Problem details: Select every line below containing the word "StabilityCollapse".

Data section:
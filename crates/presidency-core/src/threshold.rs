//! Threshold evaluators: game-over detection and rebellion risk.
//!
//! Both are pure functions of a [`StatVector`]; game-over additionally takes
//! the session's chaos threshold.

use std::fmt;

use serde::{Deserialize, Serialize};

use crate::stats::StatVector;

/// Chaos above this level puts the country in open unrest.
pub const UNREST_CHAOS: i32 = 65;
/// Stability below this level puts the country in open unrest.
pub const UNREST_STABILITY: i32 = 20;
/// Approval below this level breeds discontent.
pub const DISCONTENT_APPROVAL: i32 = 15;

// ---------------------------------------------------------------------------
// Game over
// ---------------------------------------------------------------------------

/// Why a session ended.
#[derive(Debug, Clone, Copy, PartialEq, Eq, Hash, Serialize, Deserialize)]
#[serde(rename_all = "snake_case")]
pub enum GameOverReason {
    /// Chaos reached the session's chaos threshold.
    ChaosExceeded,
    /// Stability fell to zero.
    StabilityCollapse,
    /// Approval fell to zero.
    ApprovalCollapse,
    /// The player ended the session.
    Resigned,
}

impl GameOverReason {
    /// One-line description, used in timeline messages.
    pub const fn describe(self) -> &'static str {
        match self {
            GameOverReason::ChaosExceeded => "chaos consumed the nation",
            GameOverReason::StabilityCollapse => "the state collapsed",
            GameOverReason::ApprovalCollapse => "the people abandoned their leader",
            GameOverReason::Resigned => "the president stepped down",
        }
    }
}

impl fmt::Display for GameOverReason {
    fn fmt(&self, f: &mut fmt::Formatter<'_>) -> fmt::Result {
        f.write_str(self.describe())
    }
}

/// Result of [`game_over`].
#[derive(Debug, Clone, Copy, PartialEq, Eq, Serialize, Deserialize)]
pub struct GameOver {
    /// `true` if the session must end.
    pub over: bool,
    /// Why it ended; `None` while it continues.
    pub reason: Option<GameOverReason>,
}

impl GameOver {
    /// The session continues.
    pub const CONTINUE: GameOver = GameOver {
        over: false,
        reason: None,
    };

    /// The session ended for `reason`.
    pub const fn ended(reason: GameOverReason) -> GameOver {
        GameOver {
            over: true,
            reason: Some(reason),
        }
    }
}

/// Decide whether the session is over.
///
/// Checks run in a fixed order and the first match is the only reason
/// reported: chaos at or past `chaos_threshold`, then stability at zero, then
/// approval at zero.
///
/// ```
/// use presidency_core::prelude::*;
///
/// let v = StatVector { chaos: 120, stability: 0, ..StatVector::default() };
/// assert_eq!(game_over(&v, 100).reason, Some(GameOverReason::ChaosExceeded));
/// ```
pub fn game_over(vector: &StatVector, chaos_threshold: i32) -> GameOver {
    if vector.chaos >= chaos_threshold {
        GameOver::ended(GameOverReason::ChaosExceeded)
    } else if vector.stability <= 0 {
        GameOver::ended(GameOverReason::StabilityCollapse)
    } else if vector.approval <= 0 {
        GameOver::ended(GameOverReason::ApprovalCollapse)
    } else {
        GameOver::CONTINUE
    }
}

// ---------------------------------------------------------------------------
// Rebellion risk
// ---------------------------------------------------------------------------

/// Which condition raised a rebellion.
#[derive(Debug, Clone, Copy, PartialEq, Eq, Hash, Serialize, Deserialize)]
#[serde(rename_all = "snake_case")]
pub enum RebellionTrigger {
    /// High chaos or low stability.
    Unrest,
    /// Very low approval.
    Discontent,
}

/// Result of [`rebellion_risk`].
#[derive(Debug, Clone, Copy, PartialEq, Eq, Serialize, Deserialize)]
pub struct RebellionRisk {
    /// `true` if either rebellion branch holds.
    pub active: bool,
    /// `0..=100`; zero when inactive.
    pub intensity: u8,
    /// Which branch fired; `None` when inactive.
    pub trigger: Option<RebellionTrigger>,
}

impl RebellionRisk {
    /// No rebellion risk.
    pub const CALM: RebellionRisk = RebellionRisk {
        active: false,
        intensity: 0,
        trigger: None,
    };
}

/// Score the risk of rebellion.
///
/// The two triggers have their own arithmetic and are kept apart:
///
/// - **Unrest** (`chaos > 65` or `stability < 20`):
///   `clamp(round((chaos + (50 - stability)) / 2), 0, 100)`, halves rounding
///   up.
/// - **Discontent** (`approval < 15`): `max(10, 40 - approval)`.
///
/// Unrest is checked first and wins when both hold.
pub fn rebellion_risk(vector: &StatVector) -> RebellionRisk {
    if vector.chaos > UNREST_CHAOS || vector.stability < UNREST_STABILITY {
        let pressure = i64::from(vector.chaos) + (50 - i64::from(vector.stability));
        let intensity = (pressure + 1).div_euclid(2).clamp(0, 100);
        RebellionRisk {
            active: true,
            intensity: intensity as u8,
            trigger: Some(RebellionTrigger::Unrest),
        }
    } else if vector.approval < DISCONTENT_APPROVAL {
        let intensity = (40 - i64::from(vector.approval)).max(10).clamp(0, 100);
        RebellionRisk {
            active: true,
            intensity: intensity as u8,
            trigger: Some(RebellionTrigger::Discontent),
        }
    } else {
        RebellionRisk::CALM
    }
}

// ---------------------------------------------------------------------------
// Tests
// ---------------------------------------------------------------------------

Solution:
    StabilityCollapse,
            GameOverReason::StabilityCollapse => "the state collapsed",
        GameOver::ended(GameOverReason::StabilityCollapse)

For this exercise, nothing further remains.